January 21, 2015 - 9:54pm
Favorite Heirloom Wheat, Rye or Corn?
Just wondering if any of you have a favorite? So far I've tried a few. Currently leaning toward Lancaster Red, Organic Pasayten Hard White, Dark Northern Rye and Emmer Faro Flour.
What are your favorites and where do you get them from?
imported from Italy, is all I've been baking with for the past nine months or so.
Bob, I too order Einkorn but it's slightly bitter. Did you know that Einkorn is all part of the Farro family of flours? I believe there are three. Two are even grown here in the states. Emmer and Einka, which also known as Einkorn, can both be ordered from Bluebird Grain Farms but, for the price that Jovial sells their Einkorn for, it's hard to beat their price. Especially when the offer free shipping.
I also forgot about Red Fife. Just got a small bag of this flour and it is amazing. Has a wonderful flavor. I'm going to make a loaf or two with this one and see what I get. I've also heard about some great flours from France, Sweden, and Denmark but I don't know of any distributors of those flours. I can say that the last time I was in Germany I had a loaf of bread that was amazing. The baker told me their sd starter was more then one hundred years old and the flour was an old, heritage grain. I'm so glad we're seeing a resuscitation our some of these awesome, ancestral grains.
I've used this grain for years and it is my absolute favorite. I get it mail order (various sources)
Here's some info from the offical site for kamut - http://www.kamut.com/
The seed has a slight reddish cast and is about 1/3" longer than a whole wheat berry. Since it is related to durum wheat it contributes little to gluten development for bread if you've purchased kamut flour and are adding it to your bread recipe.
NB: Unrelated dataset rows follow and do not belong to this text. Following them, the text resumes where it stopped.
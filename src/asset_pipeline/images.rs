use std::path::Path;

use anyhow::Context;

use crate::asset_pipeline::materials::TextureData;

pub fn load_texture(path: &Path) -> anyhow::Result<TextureData> {
    let image = image::open(path)
        .with_context(|| format!("Failed to load texture {}", path.display()))?
        .to_rgba8();

    Ok(TextureData {
        width: image.width(),
        height: image.height(),
        pixels: image.into_raw(),
    })
}

/// Loads a texture, logging and substituting `fallback` when the file is unusable.
pub fn load_texture_or(path: &Path, fallback: impl FnOnce() -> TextureData) -> TextureData {
    match load_texture(path) {
        Ok(texture) => {
            log::info!(
                "Loaded texture {} ({}x{})",
                path.display(),
                texture.width,
                texture.height
            );
            texture
        }
        Err(e) => {
            log::warn!("{:#}; using fallback", e);
            fallback()
        }
    }
}

/// Converts decoded glTF image data to RGBA8.
pub fn convert_gltf_image(data: gltf::image::Data) -> anyhow::Result<TextureData> {
    use gltf::image::Format;

    let pixels = match data.format {
        Format::R8G8B8A8 => data.pixels,
        Format::R8G8B8 => data
            .pixels
            .chunks_exact(3)
            .flat_map(|pixel| [pixel[0], pixel[1], pixel[2], 255])
            .collect(),
        Format::R8G8 => data
            .pixels
            .chunks_exact(2)
            .flat_map(|pixel| [pixel[0], pixel[0], pixel[0], pixel[1]])
            .collect(),
        Format::R8 => data
            .pixels
            .iter()
            .flat_map(|&value| [value, value, value, 255])
            .collect(),
        other => anyhow::bail!("Unsupported glTF image format: {:?}", other),
    };

    Ok(TextureData {
        width: data.width,
        height: data.height,
        pixels,
    })
}

#[cfg(test)]
mod tests {
    use super::*;

    #[test]
    fn rgb_gains_opaque_alpha() {
        let data = gltf::image::Data {
            pixels: vec![10, 20, 30, 40, 50, 60],
            format: gltf::image::Format::R8G8B8,
            width: 2,
            height: 1,
        };

        let texture = convert_gltf_image(data).unwrap();
        assert_eq!(texture.pixels, [10, 20, 30, 255, 40, 50, 60, 255]);
    }

    #[test]
    fn missing_file_uses_fallback() {
        let texture = load_texture_or(Path::new("does/not/exist.jpg"), || {
            TextureData::solid([0, 0, 0, 255])
        });

        assert_eq!(texture, TextureData::solid([0, 0, 0, 255]));
    }
}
As a confirmed home miller, my favorite way to use kamut is to purchase whole and then coarsely crack it and use it in a soaker in a multigran bread. I also cook the cracked kamut like bulgar and use it in many dishes and as a substitute for rice.
If you purchase kamut as whole seeds, they will last for several years in a cool environment with no degradation in cooking/baking properties. The taste cannot be beat, but (when mail ordered) it is pricey.
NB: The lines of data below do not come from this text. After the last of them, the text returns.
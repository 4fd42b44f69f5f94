use std::collections::HashMap;

use bytemuck::{Pod, Zeroable};
use glam::Vec4;
use wgpu::util::DeviceExt;

use crate::{
    asset_pipeline::materials::{PbrMaterialData, TextureData},
    material_manager::{MaterialId, MaterialManager},
    rendering::texture::Texture,
};

#[derive(Debug, Clone, Copy, PartialEq, Eq)]
pub enum TextureType {
    BaseColor,
    Normal,
}

impl TextureType {
    fn format(self) -> wgpu::TextureFormat {
        match self {
            TextureType::BaseColor => wgpu::TextureFormat::Rgba8UnormSrgb,
            TextureType::Normal => wgpu::TextureFormat::Rgba8Unorm,
        }
    }

    fn placeholder(self) -> TextureData {
        match self {
            TextureType::BaseColor => TextureData::solid([255, 255, 255, 255]),
            TextureType::Normal => TextureData::solid([128, 128, 255, 255]),
        }
    }
}

#[repr(C)]
#[derive(Clone, Copy, Debug, Pod, Zeroable)]
pub struct MaterialUniform {
    pub base_color_factor: Vec4,
    pub metallic: f32,
    pub roughness: f32,
    pub normal_map_strength: f32,
    _padding: f32,
}

impl MaterialUniform {
    pub fn from_material(material: &PbrMaterialData) -> Self {
        Self {
            base_color_factor: material.base_color_factor,
            metallic: material.metallic,
            roughness: material.roughness,
            normal_map_strength: if material.normal.is_some() { 1.0 } else { 0.0 },
            _padding: 0.0,
        }
    }
}

struct RenderMaterial {
    _uniform_buffer: wgpu::Buffer,
    _textures: Vec<Texture>,
    bind_group: wgpu::BindGroup,
}

// Everything a material bind group is built from
struct MaterialResources {
    device: wgpu::Device,
    queue: wgpu::Queue,

    sampler: wgpu::Sampler,
    bind_group_layout: wgpu::BindGroupLayout,

    default_base_color: Texture,
    default_normal: Texture,
}

/// GPU side of the material manager: one bind group per material, created when the material
/// first shows up.
pub struct RenderMaterialManager {
    resources: MaterialResources,
    default_material: RenderMaterial,
    materials: HashMap<MaterialId, RenderMaterial>,
}

impl RenderMaterialManager {
    pub fn new(device: &wgpu::Device, queue: &wgpu::Queue) -> Self {
        let sampler = device.create_sampler(&wgpu::SamplerDescriptor {
            label: Some("Material sampler"),
            address_mode_u: wgpu::AddressMode::Repeat,
            address_mode_v: wgpu::AddressMode::ClampToEdge,
            address_mode_w: wgpu::AddressMode::Repeat,
            mag_filter: wgpu::FilterMode::Linear,
            min_filter: wgpu::FilterMode::Linear,
            mipmap_filter: wgpu::FilterMode::Nearest,
            ..Default::default()
        });

        let texture_entry = |binding| wgpu::BindGroupLayoutEntry {
            binding,
            visibility: wgpu::ShaderStages::FRAGMENT,
            ty: wgpu::BindingType::Texture {
                sample_type: wgpu::TextureSampleType::Float { filterable: true },
                view_dimension: wgpu::TextureViewDimension::D2,
                multisampled: false,
            },
            count: None,
        };

        let bind_group_layout = device.create_bind_group_layout(&wgpu::BindGroupLayoutDescriptor {
            label: Some("Material bind group layout"),
            entries: &[
                wgpu::BindGroupLayoutEntry {
                    binding: 0,
                    visibility: wgpu::ShaderStages::FRAGMENT,
                    ty: wgpu::BindingType::Buffer {
                        ty: wgpu::BufferBindingType::Uniform,
                        has_dynamic_offset: false,
                        min_binding_size: None,
                    },
                    count: None,
                },
                texture_entry(1),
                texture_entry(2),
                wgpu::BindGroupLayoutEntry {
                    binding: 3,
                    visibility: wgpu::ShaderStages::FRAGMENT,
                    ty: wgpu::BindingType::Sampler(wgpu::SamplerBindingType::Filtering),
                    count: None,
                },
            ],
        });

        let resources = MaterialResources {
            device: device.clone(),
            queue: queue.clone(),
            sampler,
            bind_group_layout,
            default_base_color: create_default_texture(device, queue, TextureType::BaseColor),
            default_normal: create_default_texture(device, queue, TextureType::Normal),
        };

        let default_material = resources.create_material(&PbrMaterialData::new("Default"));

        Self {
            resources,
            default_material,
            materials: HashMap::new(),
        }
    }

    pub fn bind_group_layout(&self) -> &wgpu::BindGroupLayout {
        &self.resources.bind_group_layout
    }

    pub fn bind_group(&self, material: Option<MaterialId>) -> &wgpu::BindGroup {
        material
            .and_then(|id| self.materials.get(&id))
            .map_or(&self.default_material.bind_group, |material| {
                &material.bind_group
            })
    }

    pub fn len(&self) -> usize {
        self.materials.len()
    }

    /// Uploads every material that is not on the GPU yet.
    pub fn load_new_materials(&mut self, material_manager: &MaterialManager) {
        for (id, material) in material_manager.materials() {
            if self.materials.contains_key(&id) {
                continue;
            }

            let render_material = self.resources.create_material(material);
            self.materials.insert(id, render_material);
            log::debug!("Uploaded material {}", material.name);
        }
    }
}

impl MaterialResources {
    fn create_material(&self, material: &PbrMaterialData) -> RenderMaterial {
        let uniform = MaterialUniform::from_material(material);
        let uniform_buffer = self
            .device
            .create_buffer_init(&wgpu::util::BufferInitDescriptor {
                label: Some(&format!("Material uniform ({})", material.name)),
                contents: bytemuck::cast_slice(&[uniform]),
                usage: wgpu::BufferUsages::UNIFORM,
            });

        let mut textures = Vec::new();
        let base_color_index = material.base_color.as_ref().map(|data| {
            textures.push(self.create_texture(&material.name, TextureType::BaseColor, data));
            textures.len() - 1
        });
        let normal_index = material.normal.as_ref().map(|data| {
            textures.push(self.create_texture(&material.name, TextureType::Normal, data));
            textures.len() - 1
        });

        let base_color_view = base_color_index
            .map_or(self.default_base_color.view(), |index| textures[index].view());
        let normal_view =
            normal_index.map_or(self.default_normal.view(), |index| textures[index].view());

        let bind_group = self.device.create_bind_group(&wgpu::BindGroupDescriptor {
            label: Some(&format!("Material bind group ({})", material.name)),
            layout: &self.bind_group_layout,
            entries: &[
                wgpu::BindGroupEntry {
                    binding: 0,
                    resource: uniform_buffer.as_entire_binding(),
                },
                wgpu::BindGroupEntry {
                    binding: 1,
                    resource: wgpu::BindingResource::TextureView(base_color_view),
                },
                wgpu::BindGroupEntry {
                    binding: 2,
                    resource: wgpu::BindingResource::TextureView(normal_view),
                },
                wgpu::BindGroupEntry {
                    binding: 3,
                    resource: wgpu::BindingResource::Sampler(&self.sampler),
                },
            ],
        });

        RenderMaterial {
            _uniform_buffer: uniform_buffer,
            _textures: textures,
            bind_group,
        }
    }

    fn create_texture(&self, name: &str, texture_type: TextureType, data: &TextureData) -> Texture {
        let label = format!("{name} ({:?})", texture_type);
        Texture::from_data(&self.device, &self.queue, &label, data, texture_type.format())
    }
}

fn create_default_texture(
    device: &wgpu::Device,
    queue: &wgpu::Queue,
    texture_type: TextureType,
) -> Texture {
    let label = format!("Default texture ({:?})", texture_type);
    Texture::from_data(
        device,
        queue,
        &label,
        &texture_type.placeholder(),
        texture_type.format(),
    )
}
Kamut is just a registered trademark for Khorasan wheat grown to a certain specification. I buy organic Khorasan for a fraction of the price of Kamut. It's high in protein and a nice light colour. I was adding it into my wholewheat breads to lighten them a little, but I've since worked a way to make them lighter - currently have half a dozen kilo bags of it waiting for something to do...
-Gordon
Dragon, would you care to tell us where you get your organic Khorasan from?
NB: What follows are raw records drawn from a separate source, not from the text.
/// The four hand-offs of the story, in page order.
pub fn story_transitions() -> Vec<Transition> {
    let off_stage = Vec3Target::xz(30.0, 30.0);
    let featured = Vec3Target::x(25.0);
    let back_to_origin = Vec3Target::x(0.0);
    let resting = Vec3Target::xz(20.0, 0.0);

    vec![
        Transition {
            section: "cordilleras".to_string(),
            outgoing: Actor::Earth,
            incoming: Actor::Country,
            exit: off_stage,
            featured: PoseTarget::default()
                .rotation(FACE_CAMERA)
                .scale(3.0)
                .position(featured),
            retreat: PoseTarget::default()
                .rotation(Vec3Target::splat(0.0))
                .scale(1.0)
                .position(back_to_origin),
            rest: resting,
        },
        Transition {
            section: "placas".to_string(),
            outgoing: Actor::Country,
            incoming: Actor::Plates,
            exit: off_stage,
            featured: PoseTarget::default()
                .rotation(Vec3Target::y(3.7))
                .scale(3.0)
                .position(featured),
            retreat: PoseTarget::default()
                .rotation(Vec3Target::splat(0.0))
                .scale(1.0)
                .position(back_to_origin),
            rest: resting,
        },
        Transition {
            section: "left".to_string(),
            outgoing: Actor::Plates,
            incoming: Actor::Landmark,
            exit: off_stage,
            featured: PoseTarget::default()
                .position(Vec3Target::xyz(-30.0, -10.0, 10.0))
                .rotation(FACE_CAMERA),
            retreat: PoseTarget::default()
                .rotation(Vec3Target::splat(0.0))
                .position(back_to_origin),
            rest: resting,
        },
        Transition {
            section: "regreso".to_string(),
            outgoing: Actor::Landmark,
            incoming: Actor::Earth,
            exit: Vec3Target::xyz(-60.0, -10.0, 30.0),
            featured: PoseTarget::default()
                .position(Vec3Target::xyz(-3.0, 0.0, 0.0))
                .scale(0.6),
            retreat: PoseTarget::default()
                .scale(1.0)
                .position(Vec3Target::xyz(30.0, 0.0, 30.0)),
            rest: Vec3Target::xyz(-30.0, -10.0, 10.0),
        },
    ]
}

/// Runs the transition for each trigger event. Trigger `n` drives `transitions[n]`, and
/// tweens started for it are tagged with group `n`.
pub struct Choreographer {
    opening: Actor,
    transitions: Vec<Transition>,
    duration: f32,
}

impl Choreographer {
    /// Transitions must form a chain starting at `opening`: each one hands off from the
    /// actor the previous one brought in.
    pub fn new(opening: Actor, transitions: Vec<Transition>, duration: f32) -> anyhow::Result<Self> {
        let mut on_stage = opening;
        for transition in &transitions {
            anyhow::ensure!(
                transition.outgoing == on_stage,
                "Transition {:?} hands off from {} but {} is on stage",
                transition.section,
                transition.outgoing.name(),
                on_stage.name()
            );
            anyhow::ensure!(
                transition.incoming != transition.outgoing,
                "Transition {:?} hands off {} to itself",
                transition.section,
                transition.incoming.name()
            );
            on_stage = transition.incoming;
        }

        Ok(Self {
            opening,
            transitions,
            duration,
        })
    }

    pub fn transitions(&self) -> &[Transition] {
        &self.transitions
    }

    pub fn opening(&self) -> Actor {
        self.opening
    }

    /// The actor left on stage once `active_count` transitions have played forward.
    pub fn featured_actor(&self, active_count: usize) -> Actor {
        match active_count.checked_sub(1) {
            Some(index) => self
                .transitions
                .get(index)
                .or(self.transitions.last())
                .map_or(self.opening, |transition| transition.incoming),
            None => self.opening,
        }
    }

    pub fn handle(&self, event: TriggerEvent, cast: &mut Cast, tweens: &mut Tweens<Cast>) {
        let Some(transition) = self.transitions.get(event.trigger) else {
            log::warn!("No transition for trigger {}", event.trigger);
            return;
        };

        self.settle(event.trigger, cast, tweens);

        match event.kind {
            TriggerKind::Enter => {
                log::info!(
                    "Entering {}: {} -> {}",
                    transition.section,
                    transition.outgoing.name(),
                    transition.incoming.name()
                );
                self.play_forward(event.trigger, transition, tweens);
            }
            TriggerKind::LeaveBack => {
                log::info!(
                    "Leaving {} upwards: {} -> {}",
                    transition.section,
                    transition.incoming.name(),
                    transition.outgoing.name()
                );
                self.play_backward(event.trigger, transition, tweens);
            }
        }
    }

    // Work left over from the same transition is abandoned where it stands, the new
    // direction picks up from the current values. Work from other transitions is run to
    // completion so its visibility swaps land before this transition's.
    fn settle(&self, group: usize, cast: &mut Cast, tweens: &mut Tweens<Cast>) {
        let killed = tweens.kill_where(|tween| tween.group_id() == Some(group));
        if killed > 0 {
            log::debug!("Killed {} in-flight tweens of transition {}", killed, group);
        }

        tweens.finish_where(cast, |tween| {
            tween.group_id().is_some_and(|other| other != group)
        });
    }

    fn play_forward(&self, group: usize, transition: &Transition, tweens: &mut Tweens<Cast>) {
        let duration = self.duration;
        let incoming = transition.incoming;
        let featured = transition.featured;

        tweens
            .to(transition.outgoing, Channel::Position, transition.exit)
            .duration(duration)
            .ease(Ease::Power2InOut)
            .group(group)
            .on_complete(move |cast, tweens| {
                cast.show_only(incoming);
                start_pose(tweens, incoming, featured, duration, group);
            });
    }

    fn play_backward(&self, group: usize, transition: &Transition, tweens: &mut Tweens<Cast>) {
        let duration = self.duration;
        let incoming = transition.incoming;
        let outgoing = transition.outgoing;
        let rest = transition.rest;
        let retreat = transition.retreat;

        start_pose(
            tweens,
            incoming,
            PoseTarget {
                position: Vec3Target::default(),
                ..retreat
            },
            duration,
            group,
        );

        tweens
            .to(incoming, Channel::Position, retreat.position)
            .duration(duration)
            .ease(Ease::Power2InOut)
            .group(group)
            .on_complete(move |cast, tweens| {
                tweens
                    .to(outgoing, Channel::Position, rest)
                    .duration(duration)
                    .ease(Ease::Power2InOut)
                    .group(group);
                cast.show_only(outgoing);
            });
    }
}

// Rotation, scale and position tweens started together with the default ease
fn start_pose(
    tweens: &mut Tweens<Cast>,
    actor: Actor,
    pose: PoseTarget,
    duration: f32,
    group: usize,
) {
    let channels = [
        (Channel::Rotation, pose.rotation),
        (Channel::Scale, pose.scale),
        (Channel::Position, pose.position),
    ];

    for (channel, target) in channels {
        if target.is_empty() {
            continue;
        }

        tweens
            .to(actor, channel, target)
            .duration(duration)
            .group(group);
    }
}

#[cfg(test)]
mod tests {
    use glam::Vec3;
    use rand::{rngs::StdRng, Rng, SeedableRng};

    use super::*;
    use crate::story::actor::Pose;

    fn opening_cast() -> Cast {
        Cast::new(|actor| match actor {
            Actor::Earth => (Pose::at(Vec3::new(20.0, 0.0, 0.0)), true),
            Actor::Landmark => (Pose::IDENTITY.with_scale(0.1), false),
            _ => (Pose::IDENTITY, false),
        })
    }

    fn choreographer() -> Choreographer {
        Choreographer::new(Actor::Earth, story_transitions(), 1.0).unwrap()
    }

    fn event(trigger: usize, kind: TriggerKind) -> TriggerEvent {
        TriggerEvent { trigger, kind }
    }

    fn run_until_idle(cast: &mut Cast, tweens: &mut Tweens<Cast>) {
        for _ in 0..1000 {
            if tweens.is_empty() {
                return;
            }
            tweens.update(1.0 / 60.0, cast);
        }
        panic!("tweens never settled");
    }

    fn approx(a: Vec3, b: Vec3) -> bool {
        (a - b).abs().max_element() < 1e-3
    }

    #[test]
    fn transitions_must_chain() {
        let mut transitions = story_transitions();
        transitions.swap(1, 2);
        assert!(Choreographer::new(Actor::Earth, transitions, 1.0).is_err());
        assert!(Choreographer::new(Actor::Plates, story_transitions(), 1.0).is_err());
    }

    #[test]
    fn each_section_features_one_actor() {
        let choreographer = choreographer();
        let mut cast = opening_cast();
        let mut tweens = Tweens::new();

        let expected = [Actor::Country, Actor::Plates, Actor::Landmark, Actor::Earth];
        for (trigger, actor) in expected.into_iter().enumerate() {
            choreographer.handle(event(trigger, TriggerKind::Enter), &mut cast, &mut tweens);
            run_until_idle(&mut cast, &mut tweens);

            assert_eq!(cast.visible_actors(), [actor]);
            assert_eq!(choreographer.featured_actor(trigger + 1), actor);
        }
    }

    #[test]
    fn country_arrives_at_its_featured_pose() {
        let choreographer = choreographer();
        let mut cast = opening_cast();
        let mut tweens = Tweens::new();

        choreographer.handle(event(0, TriggerKind::Enter), &mut cast, &mut tweens);

        // Halfway through the exit only Earth has moved
        tweens.update(0.5, &mut cast);
        assert_eq!(cast.visible_actors(), [Actor::Earth]);
        assert_eq!(cast.pose(Actor::Country).scale, Vec3::ONE);

        run_until_idle(&mut cast, &mut tweens);

        let earth = cast.pose(Actor::Earth);
        assert!(approx(earth.position, Vec3::new(30.0, 0.0, 30.0)));

        let country = cast.pose(Actor::Country);
        assert!(approx(country.position, Vec3::new(25.0, 0.0, 0.0)));
        assert!(approx(country.rotation, Vec3::new(3.0 * PI / 2.0, PI, PI)));
        assert!(approx(country.scale, Vec3::splat(3.0)));
    }

    #[test]
    fn scrolling_back_restores_the_previous_actor() {
        let choreographer = choreographer();
        let mut cast = opening_cast();
        let mut tweens = Tweens::new();

        choreographer.handle(event(0, TriggerKind::Enter), &mut cast, &mut tweens);
        run_until_idle(&mut cast, &mut tweens);
        choreographer.handle(event(0, TriggerKind::LeaveBack), &mut cast, &mut tweens);

        // The visibility swap happens as soon as the country is back at the origin
        tweens.update(1.0, &mut cast);
        assert_eq!(cast.visible_actors(), [Actor::Earth]);
        assert!(!tweens.is_empty());

        run_until_idle(&mut cast, &mut tweens);

        assert!(approx(cast.pose(Actor::Earth).position, Vec3::new(20.0, 0.0, 0.0)));
        let country = cast.pose(Actor::Country);
        assert!(approx(country.position, Vec3::ZERO));
        assert!(approx(country.rotation, Vec3::ZERO));
        assert!(approx(country.scale, Vec3::ONE));
    }

    #[test]
    fn leaving_the_landmark_brings_the_plates_back() {
        let choreographer = choreographer();
        let mut cast = opening_cast();
        let mut tweens = Tweens::new();

        for trigger in 0..3 {
            choreographer.handle(event(trigger, TriggerKind::Enter), &mut cast, &mut tweens);
        }
        run_until_idle(&mut cast, &mut tweens);
        assert_eq!(cast.visible_actors(), [Actor::Landmark]);

        choreographer.handle(event(2, TriggerKind::LeaveBack), &mut cast, &mut tweens);
        run_until_idle(&mut cast, &mut tweens);

        assert_eq!(cast.visible_actors(), [Actor::Plates]);
        assert!(approx(cast.pose(Actor::Plates).position, Vec3::new(20.0, 0.0, 0.0)));
        // The landmark keeps its own scale through the round trip
        assert!(approx(cast.pose(Actor::Landmark).scale, Vec3::splat(0.1)));
    }

    #[test]
    fn reversing_mid_flight_abandons_the_exit() {
        let choreographer = choreographer();
        let mut cast = opening_cast();
        let mut tweens = Tweens::new();

        choreographer.handle(event(0, TriggerKind::Enter), &mut cast, &mut tweens);
        tweens.update(0.3, &mut cast);
        choreographer.handle(event(0, TriggerKind::LeaveBack), &mut cast, &mut tweens);
        run_until_idle(&mut cast, &mut tweens);

        assert_eq!(cast.visible_actors(), [Actor::Earth]);
        assert!(approx(cast.pose(Actor::Earth).position, Vec3::new(20.0, 0.0, 0.0)));
        assert_eq!(cast.pose(Actor::Country).scale, Vec3::ONE);
    }

    #[test]
    fn jumping_through_every_section_lands_on_the_last() {
        let choreographer = choreographer();
        let mut cast = opening_cast();
        let mut tweens = Tweens::new();

        for trigger in 0..4 {
            choreographer.handle(event(trigger, TriggerKind::Enter), &mut cast, &mut tweens);
            assert_eq!(cast.visible_actors().len(), 1);
        }
        run_until_idle(&mut cast, &mut tweens);
        assert_eq!(cast.visible_actors(), [Actor::Earth]);
        assert!(approx(cast.pose(Actor::Earth).position, Vec3::new(-3.0, 0.0, 0.0)));

        for trigger in (0..4).rev() {
            choreographer.handle(event(trigger, TriggerKind::LeaveBack), &mut cast, &mut tweens);
            assert_eq!(cast.visible_actors().len(), 1);
        }
        run_until_idle(&mut cast, &mut tweens);
        assert_eq!(cast.visible_actors(), [Actor::Earth]);
        assert!(approx(cast.pose(Actor::Earth).position, Vec3::new(20.0, 0.0, 0.0)));
    }

    #[test]
    fn random_scrolling_keeps_one_actor_on_stage() {
        let choreographer = choreographer();
        let mut rng = StdRng::seed_from_u64(0x6e0);

        for _ in 0..20 {
            let mut cast = opening_cast();
            let mut tweens = Tweens::new();
            let mut active = 0;

            for _ in 0..40 {
                let target = rng.gen_range(0..=4);

                while active < target {
                    choreographer.handle(event(active, TriggerKind::Enter), &mut cast, &mut tweens);
                    active += 1;
                }
                while active > target {
                    active -= 1;
                    choreographer.handle(
                        event(active, TriggerKind::LeaveBack),
                        &mut cast,
                        &mut tweens,
                    );
                }

                for _ in 0..rng.gen_range(0..90) {
                    tweens.update(1.0 / 60.0, &mut cast);
                    assert_eq!(cast.visible_actors().len(), 1);
                }
            }

            run_until_idle(&mut cast, &mut tweens);
            assert_eq!(
                cast.visible_actors(),
                [choreographer.featured_actor(active)]
            );
        }
    }
}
Shipton Mill. http://www.shipton-mill.com/
-Gordon
Just figured out you're in the UK. It would be too expensive for me to order from them and have flour shipped to the U.S. Thanks for the link though. I'm sure someone else reading this post will benefit from your link.
Cheers.
ancient grains are the 3 Italian Farros - small medium and large kernels - einkorn, emmer and spelt with a dash of Desert Durum ( called Kamut or khorasan) Can't get more ancient than these 4 and they make a fabulous Multi-Ancient Grain bread at 100% whole grain and 90-100% hydration. I do have a special fondnees for Kamut though.
Happy baking
Thanks a bunch. That is one of the few websites I wasn't familiar with. Yay. :) Now i have a new place to buy from.
Cheers.
Central Milling appears to have a good price for Khorsan flour.